### Information
====================
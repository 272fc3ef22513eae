//! Session resolution and the skip-auth middleware.

use axum::{
    extract::{FromRef, FromRequestParts, Request, State},
    http::{HeaderMap, header::AUTHORIZATION, request::Parts},
    middleware::Next,
    response::{IntoResponse, Response},
};
use axum_extra::extract::CookieJar;
use base64::{Engine, engine::general_purpose::STANDARD};
use chrono::{DateTime, Utc};
use portcullis_session::{CookieDecodeError, Session};
use std::{convert::Infallible, sync::Arc};
use tracing::{debug, info, warn};

use super::AppState;
use crate::error::ProxyError;

/// What the response must do with the session cookie.
#[derive(Debug, Clone, PartialEq, Eq)]
pub enum CookieUpdate {
    /// Leave the cookie alone.
    Keep,
    /// Re-issue the cookie with this encoded value.
    Set(String),
    /// Remove the unusable cookie.
    Clear,
}

/// The session of the current request, if it has a usable one.
///
/// Resolution order: the session cookie, then an `Authorization: Basic`
/// header accepted by the htpasswd store, then an `Authorization: Bearer`
/// token on a path the provider delegates. Basic-Auth and bearer sessions
/// are synthetic and never written to a cookie.
#[derive(Debug)]
pub struct SessionState {
    pub session: Option<Session>,
    pub update: CookieUpdate,
    /// A bearer token was presented for a delegated path and refused.
    pub denied: bool,
}

/// Outcome of authenticating a bearer token on a delegated path.
enum Delegation {
    Allowed(Session),
    Denied,
    /// The token does not resolve to a user; treated as no credentials.
    Unauthenticated,
}

impl SessionState {
    /// Applies the cookie update to the response jar.
    #[must_use]
    pub fn apply(&self, jar: CookieJar, state: &AppState) -> CookieJar {
        match &self.update {
            CookieUpdate::Keep => jar,
            CookieUpdate::Set(value) => jar.add(state.cookies.session_cookie(value.clone())),
            CookieUpdate::Clear => jar.add(state.cookies.clear_session()),
        }
    }
}

impl<S> FromRequestParts<S> for SessionState
where
    Arc<AppState>: FromRef<S>,
    S: Send + Sync,
{
    type Rejection = Infallible;

    async fn from_request_parts(parts: &mut Parts, state: &S) -> Result<Self, Self::Rejection> {
        let app_state = Arc::<AppState>::from_ref(state);
        let jar = CookieJar::from_headers(&parts.headers);
        let now = Utc::now();

        let mut update = CookieUpdate::Keep;
        if let Some(cookie) = jar.get(&app_state.cookies.name) {
            match resolve_cookie(&app_state, cookie.value(), now).await {
                Some((session, cookie_update)) => {
                    return Ok(Self {
                        session: Some(session),
                        update: cookie_update,
                        denied: false,
                    });
                }
                None => update = CookieUpdate::Clear,
            }
        }

        if let Some((user, password)) = basic_credentials(&parts.headers)
            && app_state.validator.is_authorized_basic(&user, &password)
        {
            debug!(%user, "Authenticated with htpasswd credentials");
            let session = Session::new(user, None, app_state.cookies.expire);
            return Ok(Self {
                session: Some(session),
                update,
                denied: false,
            });
        }

        if let Some(token) = bearer_token(&parts.headers)
            && app_state.provider.delegates_path(parts.uri.path())
        {
            let (session, denied) = match delegated_session(&app_state, &token, parts.uri.path()).await {
                Delegation::Allowed(session) => (Some(session), false),
                Delegation::Denied => (None, true),
                Delegation::Unauthenticated => (None, false),
            };
            return Ok(Self {
                session,
                update,
                denied,
            });
        }

        Ok(Self {
            session: None,
            update,
            denied: false,
        })
    }
}

/// Authenticates a bearer token for a delegated path.
///
/// The token's user must pass the local policy and the review configured
/// for the path. Every failure after the identity resolves is a denial.
async fn delegated_session(state: &AppState, token: &str, path: &str) -> Delegation {
    let identity = match state.provider.email(token).await {
        Ok(identity) => identity,
        Err(err) => {
            info!(error = %err, "Rejected bearer token");
            return Delegation::Unauthenticated;
        }
    };
    if !state.validator.is_authorized_email(&identity.email) {
        info!(email = %identity.email, "Bearer token user is not allowed by local policy");
        return Delegation::Denied;
    }

    match state.provider.authorize_path(token, path).await {
        Ok(true) => {
            debug!(user = %identity.user, path, "Authorized bearer token");
            let session = Session::with_tokens(
                identity.email,
                state.cookies.expire,
                token.to_string(),
                None,
            )
            .with_user(identity.user);
            Delegation::Allowed(session)
        }
        Ok(false) => {
            info!(user = %identity.user, path, "Bearer token denied by access review");
            Delegation::Denied
        }
        Err(err) => {
            warn!(user = %identity.user, path, error = %err, "Access review for bearer token failed");
            Delegation::Denied
        }
    }
}

/// Decodes the session cookie, revalidating it when it is due.
///
/// Returns `None` when the cookie cannot be used.
async fn resolve_cookie(
    state: &AppState,
    value: &str,
    now: DateTime<Utc>,
) -> Option<(Session, CookieUpdate)> {
    let (session, expired) = match state.codec.decode_at(value, now) {
        Ok(session) => (session, false),
        Err(CookieDecodeError::Expired) if state.cookies.refresh.is_some() => {
            (state.codec.open_session(value).ok()?, true)
        }
        Err(CookieDecodeError::SignatureInvalid) => {
            warn!("Rejected session cookie with invalid signature");
            return None;
        }
        Err(err) => {
            debug!(error = %err, "Ignoring unusable session cookie");
            return None;
        }
    };

    let due = state
        .cookies
        .refresh
        .is_some_and(|refresh| session.age_at(now) > refresh);
    if !expired && !due {
        return Some((session, CookieUpdate::Keep));
    }

    let session = revalidate(state, session, expired).await?;
    match state.codec.encode(&session) {
        Ok(encoded) => Some((session, CookieUpdate::Set(encoded))),
        Err(err) => {
            warn!(error = %err, "Failed to re-issue session cookie");
            Some((session, CookieUpdate::Keep))
        }
    }
}

/// Confirms a session with the provider and restarts its lifetime.
///
/// A refresh token is tried first, then the access token's liveness.
async fn revalidate(state: &AppState, mut session: Session, expired: bool) -> Option<Session> {
    let expire = state.cookies.expire;

    if let Some(refresh_token) = session.refresh_token() {
        match state.provider.refresh(refresh_token).await {
            Ok(Some(tokens)) => {
                debug!(user = session.user(), "Refreshed session tokens");
                session.refresh(tokens.access_token, tokens.refresh_token, expire);
                return Some(session);
            }
            Ok(None) => {}
            Err(err) => {
                info!(user = session.user(), error = %err, "Session refresh failed");
                return None;
            }
        }
    }

    match session.access_token() {
        Some(access_token) => {
            if state.provider.validate(access_token).await {
                session.renew(expire);
                Some(session)
            } else {
                info!(user = session.user(), "Session token no longer valid");
                None
            }
        }
        // htpasswd sessions carry no token; they renew on age but end at expiry.
        None if !expired => {
            session.renew(expire);
            Some(session)
        }
        None => None,
    }
}

/// Extracts `user:password` from an `Authorization: Basic` header.
fn basic_credentials(headers: &HeaderMap) -> Option<(String, String)> {
    let value = headers.get(AUTHORIZATION)?.to_str().ok()?;
    let (scheme, encoded) = value.split_once(' ')?;
    if !scheme.eq_ignore_ascii_case("basic") {
        return None;
    }
    let decoded = STANDARD.decode(encoded.trim()).ok()?;
    let decoded = String::from_utf8(decoded).ok()?;
    let (user, password) = decoded.split_once(':')?;
    Some((user.to_string(), password.to_string()))
}

/// Extracts the token from an `Authorization: Bearer` header.
fn bearer_token(headers: &HeaderMap) -> Option<String> {
    let value = headers.get(AUTHORIZATION)?.to_str().ok()?;
    let (scheme, token) = value.split_once(' ')?;
    let token = token.trim();
    (scheme.eq_ignore_ascii_case("bearer") && !token.is_empty()).then(|| token.to_string())
}

/// Forwards requests matching a skip-auth rule without authenticating them.
///
/// `/ping` and `/robots.txt` are always answered by the proxy itself.
pub async fn bypass_auth(
    State(state): State<Arc<AppState>>,
    request: Request,
    next: Next,
) -> Response {
    let path = request.uri().path();
    if path == "/ping" || path == "/robots.txt" {
        return next.run(request).await;
    }
    if !state.bypass.should_bypass(path, request.method()) {
        return next.run(request).await;
    }

    debug!(path, "Skipping authentication");
    match state.upstream.forward(request, None).await {
        Ok(response) => response,
        Err(err) => ProxyError::from(err).into_response(),
    }
}

#[cfg(test)]
mod tests {
    use super::*;
    use axum::http::HeaderValue;

    fn headers(authorization: &str) -> HeaderMap {
        let mut headers = HeaderMap::new();
        headers.insert(AUTHORIZATION, HeaderValue::from_str(authorization).expect("header"));
        headers
    }

    #[test]
    fn parses_basic_credentials() {
        let encoded = STANDARD.encode("alice:pa:ss");
        assert_eq!(
            basic_credentials(&headers(&format!("Basic {encoded}"))),
            Some(("alice".to_string(), "pa:ss".to_string()))
        );
        assert_eq!(
            basic_credentials(&headers(&format!("basic {encoded}"))),
            Some(("alice".to_string(), "pa:ss".to_string()))
        );
    }

    #[test]
    fn rejects_other_authorization_schemes() {
        assert_eq!(basic_credentials(&headers("Bearer abc")), None);
        assert_eq!(basic_credentials(&headers("Basic !!!")), None);
        let no_colon = STANDARD.encode("alice");
        assert_eq!(basic_credentials(&headers(&format!("Basic {no_colon}"))), None);
        assert_eq!(basic_credentials(&HeaderMap::new()), None);
    }

    #[test]
    fn parses_bearer_tokens() {
        assert_eq!(bearer_token(&headers("Bearer sha256~abc")), Some("sha256~abc".to_string()));
        assert_eq!(bearer_token(&headers("bearer  tok ")), Some("tok".to_string()));
        assert_eq!(bearer_token(&headers("Bearer ")), None);
        assert_eq!(bearer_token(&headers("Basic YWxpY2U6cHc=")), None);
        assert_eq!(bearer_token(&HeaderMap::new()), None);
    }
}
====================
### Aim of the task
Return every line above that contains the word "identity".

### Result of the task
/// for the path. Every failure after the identity resolves is a denial.
    let identity = match state.provider.email(token).await {
        Ok(identity) => identity,
    if !state.validator.is_authorized_email(&identity.email) {
        info!(email = %identity.email, "Bearer token user is not allowed by local policy");
            debug!(user = %identity.user, path, "Authorized bearer token");
                identity.email,
            .with_user(identity.user);
            info!(user = %identity.user, path, "Bearer token denied by access review");
            warn!(user = %identity.user, path, error = %err, "Access review for bearer token failed");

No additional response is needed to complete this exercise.